// Copyright 2024 stratus
//
// Licensed under the Apache License, Version 2.0 (the "License");
// you may not use this file except in compliance with the License.
// You may obtain a copy of the License at
//
//      http://www.apache.org/licenses/LICENSE-2.0
//
// Unless required by applicable law or agreed to in writing, software
// distributed under the License is distributed on an "AS IS" BASIS,
// WITHOUT WARRANTIES OR CONDITIONS OF ANY KIND, either express or implied.
// See the License for the specific language governing permissions and
// limitations under the License.

use snafu::{Location, Snafu};
use stratus_types::ChunkId;

/// The semantic class of an [Error], what callers and the health checker
/// dispatch on.
#[derive(Debug, Clone, Copy, Eq, PartialEq, Hash)]
pub enum ErrorKind {
    ChecksumViolation,
    InvalidRange,
    RangeOutOfBounds,
    SizeMismatch,
    BrokenMeta,
    ChunkIdMismatch,
    ObjectStorage,
    EncoderClosed,
    BlockTooLarge,
}

#[derive(Snafu, Debug)]
#[snafu(visibility(pub))]
pub enum Error {
    #[snafu(display("OpenDAL operator failed"))]
    OpenDal {
        #[snafu(implicit)]
        location: Location,
        #[snafu(source)]
        error: opendal::Error,
    },

    #[snafu(display("no object storage is registered for bucket {bucket:?}"))]
    UnknownBucket {
        bucket: String,
        #[snafu(implicit)]
        location: Location,
    },

    #[snafu(display("chunk {chunk_id} layout is already closed"))]
    EncoderClosed {
        chunk_id: ChunkId,
        #[snafu(implicit)]
        location: Location,
    },

    #[snafu(display("block of {size} bytes exceeds the limit of {max_size} bytes"))]
    BlockTooLarge {
        chunk_id: ChunkId,
        size: u64,
        max_size: u64,
        #[snafu(implicit)]
        location: Location,
    },

    #[snafu(display("failed to build chunk meta for chunk {chunk_id}"))]
    BuildChunkMeta {
        chunk_id: ChunkId,
        #[snafu(implicit)]
        location: Location,
        source: stratus_types::err::Error,
    },

    // Read path.
    #[snafu(display("chunk meta file {file} is too short: {len} bytes, at least {expected} bytes expected"))]
    MetaTooShort {
        file: String,
        len: usize,
        expected: usize,
        #[snafu(implicit)]
        location: Location,
    },

    #[snafu(display("incorrect header signature {signature:#x} in chunk meta file {file}"))]
    UnknownMetaSignature {
        file: String,
        signature: u32,
        #[snafu(implicit)]
        location: Location,
    },

    #[snafu(display(
        "incorrect checksum in chunk meta file {file}: expected {expected:#x}, actual {actual:#x}, meta file length {len}"
    ))]
    MetaChecksumMismatch {
        file: String,
        expected: u64,
        actual: u64,
        len: usize,
        #[snafu(implicit)]
        location: Location,
    },

    #[snafu(display("invalid chunk id in meta file {file}: expected {expected}, actual {actual}"))]
    ChunkIdMismatch {
        file: String,
        expected: ChunkId,
        actual: ChunkId,
        #[snafu(implicit)]
        location: Location,
    },

    #[snafu(display("failed to parse chunk meta file {file}"))]
    ParseMeta {
        file: String,
        #[snafu(implicit)]
        location: Location,
        source: stratus_types::err::Error,
    },

    #[snafu(display("chunk meta file {file} has no block extent table"))]
    MissingBlocksExt {
        file: String,
        #[snafu(implicit)]
        location: Location,
    },

    #[snafu(display("invalid block range: [{start}, {end})"))]
    InvalidBlockRange {
        start: i64,
        end: i64,
        #[snafu(implicit)]
        location: Location,
    },

    #[snafu(display(
        "block range [{start}, {end}) of chunk {chunk_id} is out of bounds: only {block_count} blocks exist"
    ))]
    BlockRangeOutOfBounds {
        chunk_id: ChunkId,
        start: i64,
        end: i64,
        block_count: i64,
        #[snafu(implicit)]
        location: Location,
    },

    #[snafu(display("block extents [{start}, {end}) of chunk {chunk_id} do not span a valid byte range"))]
    InvalidBlockSpan {
        chunk_id: ChunkId,
        start: i64,
        end: i64,
        #[snafu(implicit)]
        location: Location,
    },

    #[snafu(display("incorrect data size of {key}: expected {expected}, actual {actual}"))]
    DataSizeMismatch {
        key: String,
        expected: i64,
        actual: i64,
        #[snafu(implicit)]
        location: Location,
    },

    #[snafu(display("block {block_index} of chunk {chunk_id} is corrupted"))]
    CorruptedBlock {
        chunk_id: ChunkId,
        block_index: i64,
        #[snafu(implicit)]
        location: Location,
        source: stratus_types::err::Error,
    },
}

impl Error {
    pub fn kind(&self) -> ErrorKind {
        match self {
            Error::OpenDal { .. } | Error::UnknownBucket { .. } => ErrorKind::ObjectStorage,
            Error::EncoderClosed { .. } => ErrorKind::EncoderClosed,
            Error::BlockTooLarge { .. } => ErrorKind::BlockTooLarge,
            Error::BuildChunkMeta { .. } => ErrorKind::BrokenMeta,
            Error::MetaTooShort { .. }
            | Error::UnknownMetaSignature { .. }
            | Error::ParseMeta { .. }
            | Error::MissingBlocksExt { .. }
            | Error::InvalidBlockSpan { .. } => ErrorKind::BrokenMeta,
            Error::MetaChecksumMismatch { .. } | Error::CorruptedBlock { .. } => {
                ErrorKind::ChecksumViolation
            }
            Error::ChunkIdMismatch { .. } => ErrorKind::ChunkIdMismatch,
            Error::InvalidBlockRange { .. } => ErrorKind::InvalidRange,
            Error::BlockRangeOutOfBounds { .. } => ErrorKind::RangeOutOfBounds,
            Error::DataSizeMismatch { .. } => ErrorKind::SizeMismatch,
        }
    }

    pub fn is_not_found(&self) -> bool {
        matches!(self, Error::OpenDal { error, .. } if error.kind() == opendal::ErrorKind::NotFound)
    }
}

pub type Result<T> = std::result::Result<T, Error>;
=-=-=
Brief: A word-for-word repetition of the listing above is required.

Task solution:
// Copyright 2024 stratus
//
// Licensed under the Apache License, Version 2.0 (the "License");
// you may not use this file except in compliance with the License.
// You may obtain a copy of the License at
//
//      http://www.apache.org/licenses/LICENSE-2.0
//
// Unless required by applicable law or agreed to in writing, software
// distributed under the License is distributed on an "AS IS" BASIS,
// WITHOUT WARRANTIES OR CONDITIONS OF ANY KIND, either express or implied.
// See the License for the specific language governing permissions and
// limitations under the License.

use snafu::{Location, Snafu};
use stratus_types::ChunkId;

/// The semantic class of an [Error], what callers and the health checker
/// dispatch on.
#[derive(Debug, Clone, Copy, Eq, PartialEq, Hash)]
pub enum ErrorKind {
    ChecksumViolation,
    InvalidRange,
    RangeOutOfBounds,
    SizeMismatch,
    BrokenMeta,
    ChunkIdMismatch,
    ObjectStorage,
    EncoderClosed,
    BlockTooLarge,
}

#[derive(Snafu, Debug)]
#[snafu(visibility(pub))]
pub enum Error {
    #[snafu(display("OpenDAL operator failed"))]
    OpenDal {
        #[snafu(implicit)]
        location: Location,
        #[snafu(source)]
        error: opendal::Error,
    },

    #[snafu(display("no object storage is registered for bucket {bucket:?}"))]
    UnknownBucket {
        bucket: String,
        #[snafu(implicit)]
        location: Location,
    },

    #[snafu(display("chunk {chunk_id} layout is already closed"))]
    EncoderClosed {
        chunk_id: ChunkId,
        #[snafu(implicit)]
        location: Location,
    },

    #[snafu(display("block of {size} bytes exceeds the limit of {max_size} bytes"))]
    BlockTooLarge {
        chunk_id: ChunkId,
        size: u64,
        max_size: u64,
        #[snafu(implicit)]
        location: Location,
    },

    #[snafu(display("failed to build chunk meta for chunk {chunk_id}"))]
    BuildChunkMeta {
        chunk_id: ChunkId,
        #[snafu(implicit)]
        location: Location,
        source: stratus_types::err::Error,
    },

    // Read path.
    #[snafu(display("chunk meta file {file} is too short: {len} bytes, at least {expected} bytes expected"))]
    MetaTooShort {
        file: String,
        len: usize,
        expected: usize,
        #[snafu(implicit)]
        location: Location,
    },

    #[snafu(display("incorrect header signature {signature:#x} in chunk meta file {file}"))]
    UnknownMetaSignature {
        file: String,
        signature: u32,
        #[snafu(implicit)]
        location: Location,
    },

    #[snafu(display(
        "incorrect checksum in chunk meta file {file}: expected {expected:#x}, actual {actual:#x}, meta file length {len}"
    ))]
    MetaChecksumMismatch {
        file: String,
        expected: u64,
        actual: u64,
        len: usize,
        #[snafu(implicit)]
        location: Location,
    },

    #[snafu(display("invalid chunk id in meta file {file}: expected {expected}, actual {actual}"))]
    ChunkIdMismatch {
        file: String,
        expected: ChunkId,
        actual: ChunkId,
        #[snafu(implicit)]
        location: Location,
    },

    #[snafu(display("failed to parse chunk meta file {file}"))]
    ParseMeta {
        file: String,
        #[snafu(implicit)]
        location: Location,
        source: stratus_types::err::Error,
    },

    #[snafu(display("chunk meta file {file} has no block extent table"))]
    MissingBlocksExt {
        file: String,
        #[snafu(implicit)]
        location: Location,
    },

    #[snafu(display("invalid block range: [{start}, {end})"))]
    InvalidBlockRange {
        start: i64,
        end: i64,
        #[snafu(implicit)]
        location: Location,
    },

    #[snafu(display(
        "block range [{start}, {end}) of chunk {chunk_id} is out of bounds: only {block_count} blocks exist"
    ))]
    BlockRangeOutOfBounds {
        chunk_id: ChunkId,
        start: i64,
        end: i64,
        block_count: i64,
        #[snafu(implicit)]
        location: Location,
    },

    #[snafu(display("block extents [{start}, {end}) of chunk {chunk_id} do not span a valid byte range"))]
    InvalidBlockSpan {
        chunk_id: ChunkId,
        start: i64,
        end: i64,
        #[snafu(implicit)]
        location: Location,
    },

    #[snafu(display("incorrect data size of {key}: expected {expected}, actual {actual}"))]
    DataSizeMismatch {
        key: String,
        expected: i64,
        actual: i64,
        #[snafu(implicit)]
        location: Location,
    },

    #[snafu(display("block {block_index} of chunk {chunk_id} is corrupted"))]
    CorruptedBlock {
        chunk_id: ChunkId,
        block_index: i64,
        #[snafu(implicit)]
        location: Location,
        source: stratus_types::err::Error,
    },
}

impl Error {
    pub fn kind(&self) -> ErrorKind {
        match self {
            Error::OpenDal { .. } | Error::UnknownBucket { .. } => ErrorKind::ObjectStorage,
            Error::EncoderClosed { .. } => ErrorKind::EncoderClosed,
            Error::BlockTooLarge { .. } => ErrorKind::BlockTooLarge,
            Error::BuildChunkMeta { .. } => ErrorKind::BrokenMeta,
            Error::MetaTooShort { .. }
            | Error::UnknownMetaSignature { .. }
            | Error::ParseMeta { .. }
            | Error::MissingBlocksExt { .. }
            | Error::InvalidBlockSpan { .. } => ErrorKind::BrokenMeta,
            Error::MetaChecksumMismatch { .. } | Error::CorruptedBlock { .. } => {
                ErrorKind::ChecksumViolation
            }
            Error::ChunkIdMismatch { .. } => ErrorKind::ChunkIdMismatch,
            Error::InvalidBlockRange { .. } => ErrorKind::InvalidRange,
            Error::BlockRangeOutOfBounds { .. } => ErrorKind::RangeOutOfBounds,
            Error::DataSizeMismatch { .. } => ErrorKind::SizeMismatch,
        }
    }

    pub fn is_not_found(&self) -> bool {
        matches!(self, Error::OpenDal { error, .. } if error.kind() == opendal::ErrorKind::NotFound)
    }
}

pub type Result<T> = std::result::Result<T, Error>;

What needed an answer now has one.